== Data ==

//! Application environment.
//!
//! This module defines the environment type for dependency injection in the
//! application reducers.

use crate::providers::{BurgerApi, TokenStore};
use std::sync::Arc;
use stellar_burgers_core::environment::{Clock, IdGenerator};
use stellar_burgers_core::event_bus::EventBus;
use uuid::Uuid;

/// Application environment.
///
/// Contains all external dependencies needed by the reducers.
///
/// # Type Parameters
///
/// - `A`: Burger API
/// - `T`: Token store
#[derive(Clone)]
pub struct AppEnvironment<A, T>
where
    A: BurgerApi + Clone,
    T: TokenStore + Clone,
{
    /// REST API.
    pub api: A,

    /// Persisted token storage.
    pub tokens: T,

    /// Time source, stamps published events.
    pub clock: Arc<dyn Clock>,

    /// Instance id generator for constructor entries.
    pub ids: Arc<dyn IdGenerator>,

    /// Event bus for change notifications.
    pub event_bus: Arc<dyn EventBus>,
}

impl<A, T> AppEnvironment<A, T>
where
    A: BurgerApi + Clone,
    T: TokenStore + Clone,
{
    /// Create a new application environment.
    #[must_use]
    pub fn new(
        api: A,
        tokens: T,
        clock: Arc<dyn Clock>,
        ids: Arc<dyn IdGenerator>,
        event_bus: Arc<dyn EventBus>,
    ) -> Self {
        Self {
            api,
            tokens,
            clock,
            ids,
            event_bus,
        }
    }
}

/// Production id generator backed by uuid v4.
#[derive(Debug, Clone, Copy, Default)]
pub struct UuidGenerator;

impl IdGenerator for UuidGenerator {
    fn next_id(&self) -> String {
        Uuid::new_v4().to_string()
    }
}

#[cfg(test)]
mod tests {
    use super::*;

    #[test]
    fn uuid_generator_produces_unique_ids() {
        let ids = UuidGenerator;
        assert_ne!(ids.next_id(), ids.next_id());
    }
}
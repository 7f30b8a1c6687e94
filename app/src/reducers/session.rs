//! Session reducer.
//!
//! Owns the login lifecycle: the boot-time auth check (with a one-shot token
//! refresh for expired access tokens), credential login and registration,
//! logout, profile updates, and the password-reset pair.
//!
//! # Flow
//!
//! 1. `CheckAuth` at boot: token lookup, profile fetch, refresh on rejection
//! 2. `AuthChecked` marks the session decided either way; route guards stay
//!    `Pending` until then
//! 3. Logout always clears both tokens, the constructor, and order details,
//!    even when revocation fails

use crate::actions::AppAction;
use crate::environment::AppEnvironment;
use crate::events::{self, AppEvent};
use crate::providers::{ApiError, BurgerApi, TokenStore};
use crate::state::{AppState, ConstructorState, OrderState, User};
use stellar_burgers_core::effect::Effect;
use stellar_burgers_core::reducer::Reducer;
use stellar_burgers_core::{SmallVec, smallvec};

/// Session reducer.
#[derive(Debug, Clone)]
pub struct SessionReducer<A, T> {
    _phantom: std::marker::PhantomData<(A, T)>,
}

impl<A, T> SessionReducer<A, T> {
    /// Create a new session reducer.
    #[must_use]
    pub const fn new() -> Self {
        Self {
            _phantom: std::marker::PhantomData,
        }
    }
}

impl<A, T> Default for SessionReducer<A, T> {
    fn default() -> Self {
        Self::new()
    }
}

impl<A, T> Reducer for SessionReducer<A, T>
where
    A: BurgerApi + Clone + 'static,
    T: TokenStore + Clone + 'static,
{
    type State = AppState;
    type Action = AppAction;
    type Environment = AppEnvironment<A, T>;

    #[allow(clippy::too_many_lines)] // One arm per session action
    fn reduce(
        &self,
        state: &mut Self::State,
        action: Self::Action,
        env: &Self::Environment,
    ) -> SmallVec<[Effect<Self::Action>; 4]> {
        match action {
            // ═══════════════════════════════════════════════════════════════
            // CheckAuth: token lookup → profile fetch → mark auth-checked
            // ═══════════════════════════════════════════════════════════════
            AppAction::CheckAuth => {
                let api = env.api.clone();
                let tokens = env.tokens.clone();

                smallvec![Effect::Future(Box::pin(async move {
                    let access = match tokens.access_token().await {
                        Ok(Some(token)) => token,
                        // No token: auth-checked immediately, not logged in
                        Ok(None) => return Some(AppAction::AuthChecked { user: None }),
                        Err(error) => {
                            tracing::warn!(%error, "token store failed during auth check");
                            return Some(AppAction::AuthChecked { user: None });
                        },
                    };

                    match api.fetch_user(&access).await {
                        Ok(user) => Some(AppAction::AuthChecked { user: Some(user) }),
                        Err(ApiError::Unauthorized) => {
                            // One-shot refresh, then retry the profile fetch
                            let user = refresh_and_fetch(&api, &tokens).await;
                            if user.is_none() {
                                let _ = tokens.clear().await;
                            }
                            Some(AppAction::AuthChecked { user })
                        },
                        Err(error) => {
                            tracing::warn!(%error, "profile fetch failed during auth check");
                            Some(AppAction::AuthChecked { user: None })
                        },
                    }
                }))]
            },

            AppAction::AuthChecked { user } => {
                state.session.is_auth_checked = true;
                state.session.is_authenticated = user.is_some();
                state.session.user = user;

                smallvec![events::publish(
                    &env.event_bus,
                    AppEvent::AuthChecked {
                        is_authenticated: state.session.is_authenticated,
                    },
                    env.clock.now(),
                )]
            },

            // ═══════════════════════════════════════════════════════════════
            // Login / Register
            // ═══════════════════════════════════════════════════════════════
            AppAction::Login { email, password } => {
                state.session.error = None;

                let api = env.api.clone();
                let tokens = env.tokens.clone();

                smallvec![Effect::Future(Box::pin(async move {
                    match api.login(&email, &password).await {
                        Ok(payload) => {
                            if let Err(error) = tokens.set_tokens(&payload.tokens).await {
                                return Some(AppAction::LoginFailed {
                                    message: error.to_string(),
                                });
                            }
                            Some(AppAction::LoginSucceeded { user: payload.user })
                        },
                        Err(error) => Some(AppAction::LoginFailed {
                            message: error.to_string(),
                        }),
                    }
                }))]
            },

            AppAction::LoginSucceeded { user } | AppAction::RegisterSucceeded { user } => {
                let email = user.email.clone();
                state.session.is_auth_checked = true;
                state.session.is_authenticated = true;
                state.session.user = Some(user);
                state.session.error = None;

                smallvec![events::publish(
                    &env.event_bus,
                    AppEvent::LoginSucceeded { email },
                    env.clock.now(),
                )]
            },

            AppAction::LoginFailed { message } | AppAction::RegisterFailed { message } => {
                state.session.error = Some(message.clone());

                smallvec![events::publish(
                    &env.event_bus,
                    AppEvent::LoginFailed { message },
                    env.clock.now(),
                )]
            },

            AppAction::Register {
                email,
                name,
                password,
            } => {
                state.session.error = None;

                let api = env.api.clone();
                let tokens = env.tokens.clone();

                smallvec![Effect::Future(Box::pin(async move {
                    match api.register(&email, &name, &password).await {
                        Ok(payload) => {
                            if let Err(error) = tokens.set_tokens(&payload.tokens).await {
                                return Some(AppAction::RegisterFailed {
                                    message: error.to_string(),
                                });
                            }
                            Some(AppAction::RegisterSucceeded { user: payload.user })
                        },
                        Err(error) => Some(AppAction::RegisterFailed {
                            message: error.to_string(),
                        }),
                    }
                }))]
            },

            // ═══════════════════════════════════════════════════════════════
            // Logout: revoke best-effort, clear tokens unconditionally
            // ═══════════════════════════════════════════════════════════════
            AppAction::Logout => {
                let api = env.api.clone();
                let tokens = env.tokens.clone();

                smallvec![Effect::Future(Box::pin(async move {
                    match tokens.refresh_token().await {
                        Ok(Some(refresh)) => {
                            if let Err(error) = api.logout(&refresh).await {
                                tracing::warn!(%error, "refresh token revocation failed");
                            }
                        },
                        Ok(None) => {},
                        Err(error) => {
                            tracing::warn!(%error, "token store failed during logout");
                        },
                    }

                    if let Err(error) = tokens.clear().await {
                        tracing::warn!(%error, "failed to clear tokens");
                    }
                    Some(AppAction::LogoutCompleted)
                }))]
            },

            AppAction::LogoutCompleted => {
                // Auth-checked stays true: the session is decided, just empty.
                state.session.is_authenticated = false;
                state.session.user = None;
                state.session.error = None;
                state.constructor = ConstructorState::default();
                state.order = OrderState::default();

                let now = env.clock.now();
                smallvec![
                    events::publish(&env.event_bus, AppEvent::LoggedOut, now),
                    events::publish(&env.event_bus, AppEvent::ConstructorCleared, now),
                ]
            },

            // ═══════════════════════════════════════════════════════════════
            // Profile update
            // ═══════════════════════════════════════════════════════════════
            AppAction::UpdateUser(update) => {
                state.session.error = None;

                let api = env.api.clone();
                let tokens = env.tokens.clone();

                smallvec![Effect::Future(Box::pin(async move {
                    let access = match tokens.access_token().await {
                        Ok(Some(token)) => token,
                        Ok(None) => {
                            return Some(AppAction::UserUpdateFailed {
                                message: "Missing access token".to_string(),
                            });
                        },
                        Err(error) => {
                            return Some(AppAction::UserUpdateFailed {
                                message: error.to_string(),
                            });
                        },
                    };

                    match api.update_user(&access, &update).await {
                        Ok(user) => Some(AppAction::UserUpdated { user }),
                        Err(error) => Some(AppAction::UserUpdateFailed {
                            message: error.to_string(),
                        }),
                    }
                }))]
            },

            AppAction::UserUpdated { user } => {
                state.session.user = Some(user);
                state.session.error = None;

                smallvec![events::publish(
                    &env.event_bus,
                    AppEvent::UserUpdated,
                    env.clock.now(),
                )]
            },

            AppAction::UserUpdateFailed { message } => {
                state.session.error = Some(message);
                smallvec![Effect::None]
            },

            // ═══════════════════════════════════════════════════════════════
            // Password reset
            // ═══════════════════════════════════════════════════════════════
            AppAction::ForgotPassword { email } => {
                state.session.error = None;

                let api = env.api.clone();
                smallvec![Effect::Future(Box::pin(async move {
                    match api.forgot_password(&email).await {
                        Ok(()) => Some(AppAction::PasswordResetSucceeded),
                        Err(error) => Some(AppAction::PasswordResetFailed {
                            message: error.to_string(),
                        }),
                    }
                }))]
            },

            AppAction::ResetPassword { password, token } => {
                state.session.error = None;

                let api = env.api.clone();
                smallvec![Effect::Future(Box::pin(async move {
                    match api.reset_password(&password, &token).await {
                        Ok(()) => Some(AppAction::PasswordResetSucceeded),
                        Err(error) => Some(AppAction::PasswordResetFailed {
                            message: error.to_string(),
                        }),
                    }
                }))]
            },

            AppAction::PasswordResetSucceeded => {
                state.session.error = None;
                smallvec![Effect::None]
            },

            AppAction::PasswordResetFailed { message } => {
                state.session.error = Some(message);
                smallvec![Effect::None]
            },

            // Other actions are not handled by this reducer
            _ => smallvec![Effect::None],
        }
    }
}

/// Refresh the token pair and retry the profile fetch once.
async fn refresh_and_fetch<A, T>(api: &A, tokens: &T) -> Option<User>
where
    A: BurgerApi,
    T: TokenStore,
{
    let refresh = match tokens.refresh_token().await {
        Ok(Some(token)) => token,
        Ok(None) => return None,
        Err(error) => {
            tracing::warn!(%error, "token store failed during refresh");
            return None;
        },
    };

    let pair = match api.refresh_token(&refresh).await {
        Ok(pair) => pair,
        Err(error) => {
            tracing::info!(%error, "token refresh rejected");
            return None;
        },
    };

    if let Err(error) = tokens.set_tokens(&pair).await {
        tracing::warn!(%error, "failed to persist refreshed tokens");
        return None;
    }

    match api.fetch_user(&pair.access_token).await {
        Ok(user) => Some(user),
        Err(error) => {
            tracing::warn!(%error, "profile fetch failed after refresh");
            None
        },
    }
}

===

> _Work task_:
Every line from the first entry to the line containing "new application environment." should be transcribed exactly, and nothing beyond it.

> _Answer section_:
//! Application environment.
//!
//! This module defines the environment type for dependency injection in the
//! application reducers.

use crate::providers::{BurgerApi, TokenStore};
use std::sync::Arc;
use stellar_burgers_core::environment::{Clock, IdGenerator};
use stellar_burgers_core::event_bus::EventBus;
use uuid::Uuid;

/// Application environment.
///
/// Contains all external dependencies needed by the reducers.
///
/// # Type Parameters
///
/// - `A`: Burger API
/// - `T`: Token store
#[derive(Clone)]
pub struct AppEnvironment<A, T>
where
    A: BurgerApi + Clone,
    T: TokenStore + Clone,
{
    /// REST API.
    pub api: A,

    /// Persisted token storage.
    pub tokens: T,

    /// Time source, stamps published events.
    pub clock: Arc<dyn Clock>,

    /// Instance id generator for constructor entries.
    pub ids: Arc<dyn IdGenerator>,

    /// Event bus for change notifications.
    pub event_bus: Arc<dyn EventBus>,
}

impl<A, T> AppEnvironment<A, T>
where
    A: BurgerApi + Clone,
    T: TokenStore + Clone,
{
    /// Create a new application environment.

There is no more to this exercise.